## ACTIVITY
The answer should reproduce the listing below character for character.

*****

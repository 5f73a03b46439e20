//! Notifier that routes user-facing messages into the tracing pipeline.
//!
//! Useful for headless hosts and tests; GUI hosts replace it with a toast
//! implementation.

use bridge_traits::notify::{NoticeKind, Notifier};
use tracing::{error, info};

/// Logs notices at `info`/`error` level under the `notifier` target.
#[derive(Debug, Clone, Default)]
pub struct TracingNotifier;

impl TracingNotifier {
    pub fn new() -> Self {
        Self
    }
}

impl Notifier for TracingNotifier {
    fn notify(&self, kind: NoticeKind, message: &str) {
        match kind {
            NoticeKind::Info => info!(target: "notifier", notice = message, "User notice"),
            NoticeKind::Error => error!(target: "notifier", notice = message, "User error notice"),
        }
    }
}

#[cfg(test)]
mod tests {
    use super::*;

    #[test]
    fn notify_does_not_panic_without_subscriber() {
        let notifier = TracingNotifier::new();
        notifier.notify(NoticeKind::Info, "Now playing");
        notifier.notify(NoticeKind::Error, "Purchase required");
    }
}
//! # Host Bridge Traits
//!
//! Platform abstraction traits that must be implemented by each host.
//!
//! ## Overview
//!
//! This crate defines the contract between the playback core and the host
//! application. Each trait represents a capability that the core requires but
//! that is implemented differently per platform (browser, desktop, mobile).
//!
//! ## Traits
//!
//! ### Catalog services
//! - [`EntitlementChecker`](catalog::EntitlementChecker) - Purchase check for priced tracks
//! - [`MediaSource`](catalog::MediaSource) - Track id to streamable URI
//!
//! ### Media
//! - [`AudioOutput`](output::AudioOutput) - Allocates platform audio elements
//! - [`MediaElement`](output::MediaElement) - Controls one element and reports its signals
//! - [`VideoSurface`](video::VideoSurface) - Video element driven by the overlay
//!
//! ### User interface & storage
//! - [`Notifier`](notify::Notifier) - Toast/alert messages
//! - [`SettingsStore`](storage::SettingsStore) - Key-value preferences storage
//!
//! ### Utilities
//! - [`Clock`](time::Clock) - Time source for deterministic testing
//! - [`LoggerSink`](time::LoggerSink) - Forward structured logs to host logging
//!
//! ## Error Handling
//!
//! All bridge traits use the [`BridgeError`](error::BridgeError) type. Host
//! implementations should convert platform errors into it with an actionable
//! message; the core decides how each failure is surfaced to the user.
//!
//! ## Thread Safety
//!
//! Bridge traits require `Send + Sync` on native targets (see
//! [`platform`]) so implementations can be shared across async tasks. On
//! `wasm32` the bounds are relaxed because browser objects are single-threaded.
//!
//! ## Example
//!
//! ```ignore
//! use bridge_traits::catalog::MediaSource;
//! use bridge_traits::error::Result;
//! use async_trait::async_trait;
//!
//! pub struct SongApi {
//!     base_url: String,
//! }
//!
//! #[async_trait]
//! impl MediaSource for SongApi {
//!     async fn resolve_uri(&self, track_id: &str) -> Result<String> {
//!         Ok(format!("{}/songs/{}/audio", self.base_url, track_id))
//!     }
//! }
//! ```

pub mod catalog;
pub mod error;
pub mod notify;
pub mod output;
pub mod platform;
pub mod storage;
pub mod time;
pub mod video;

pub use error::BridgeError;

// Re-export commonly used types
pub use catalog::{EntitlementChecker, MediaSource};
pub use notify::{NoticeKind, Notifier};
pub use output::{AudioOutput, MediaElement, MediaSignal, MediaSignalStream};
pub use storage::SettingsStore;
pub use time::{Clock, LogEntry, LogLevel, LoggerSink, SystemClock};
pub use video::VideoSurface;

*****

## TASK RESPONSE
repository 5f73a03b46439e20
//! Notifier that routes user-facing messages into the tracing pipeline.
//!
//! Useful for headless hosts and tests; GUI hosts replace it with a toast
//! implementation.

use bridge_traits::notify::{NoticeKind, Notifier};
use tracing::{error, info};

/// Logs notices at `info`/`error` level under the `notifier` target.
#[derive(Debug, Clone, Default)]
pub struct TracingNotifier;

impl TracingNotifier {
    pub fn new() -> Self {
        Self
    }
}

impl Notifier for TracingNotifier {
    fn notify(&self, kind: NoticeKind, message: &str) {
        match kind {
            NoticeKind::Info => info!(target: "notifier", notice = message, "User notice"),
            NoticeKind::Error => error!(target: "notifier", notice = message, "User error notice"),
        }
    }
}

#[cfg(test)]
mod tests {
    use super::*;

    #[test]
    fn notify_does_not_panic_without_subscriber() {
        let notifier = TracingNotifier::new();
        notifier.notify(NoticeKind::Info, "Now playing");
        notifier.notify(NoticeKind::Error, "Purchase required");
    }
}
//! # Host Bridge Traits
//!
//! Platform abstraction traits that must be implemented by each host.
//!
//! ## Overview
//!
//! This crate defines the contract between the playback core and the host
//! application. Each trait represents a capability that the core requires but
//! that is implemented differently per platform (browser, desktop, mobile).
//!
//! ## Traits
//!
//! ### Catalog services
//! - [`EntitlementChecker`](catalog::EntitlementChecker) - Purchase check for priced tracks
//! - [`MediaSource`](catalog::MediaSource) - Track id to streamable URI
//!
//! ### Media
//! - [`AudioOutput`](output::AudioOutput) - Allocates platform audio elements
//! - [`MediaElement`](output::MediaElement) - Controls one element and reports its signals
//! - [`VideoSurface`](video::VideoSurface) - Video element driven by the overlay
//!
//! ### User interface & storage
//! - [`Notifier`](notify::Notifier) - Toast/alert messages
//! - [`SettingsStore`](storage::SettingsStore) - Key-value preferences storage
//!
//! ### Utilities
//! - [`Clock`](time::Clock) - Time source for deterministic testing
//! - [`LoggerSink`](time::LoggerSink) - Forward structured logs to host logging
//!
//! ## Error Handling
//!
//! All bridge traits use the [`BridgeError`](error::BridgeError) type. Host
//! implementations should convert platform errors into it with an actionable
//! message; the core decides how each failure is surfaced to the user.
//!
//! ## Thread Safety
//!
//! Bridge traits require `Send + Sync` on native targets (see
//! [`platform`]) so implementations can be shared across async tasks. On
//! `wasm32` the bounds are relaxed because browser objects are single-threaded.
//!
//! ## Example
//!
//! ```ignore
//! use bridge_traits::catalog::MediaSource;
//! use bridge_traits::error::Result;
//! use async_trait::async_trait;
//!
//! pub struct SongApi {
//!     base_url: String,
//! }
//!
//! #[async_trait]
//! impl MediaSource for SongApi {
//!     async fn resolve_uri(&self, track_id: &str) -> Result<String> {
//!         Ok(format!("{}/songs/{}/audio", self.base_url, track_id))
//!     }
//! }
//! ```

pub mod catalog;
pub mod error;
pub mod notify;
pub mod output;
pub mod platform;
pub mod storage;
pub mod time;
pub mod video;

pub use error::BridgeError;

// Re-export commonly used types
pub use catalog::{EntitlementChecker, MediaSource};
pub use notify::{NoticeKind, Notifier};
pub use output::{AudioOutput, MediaElement, MediaSignal, MediaSignalStream};
pub use storage::SettingsStore;
pub use time::{Clock, LogEntry, LogLevel, LoggerSink, SystemClock};
pub use video::VideoSurface;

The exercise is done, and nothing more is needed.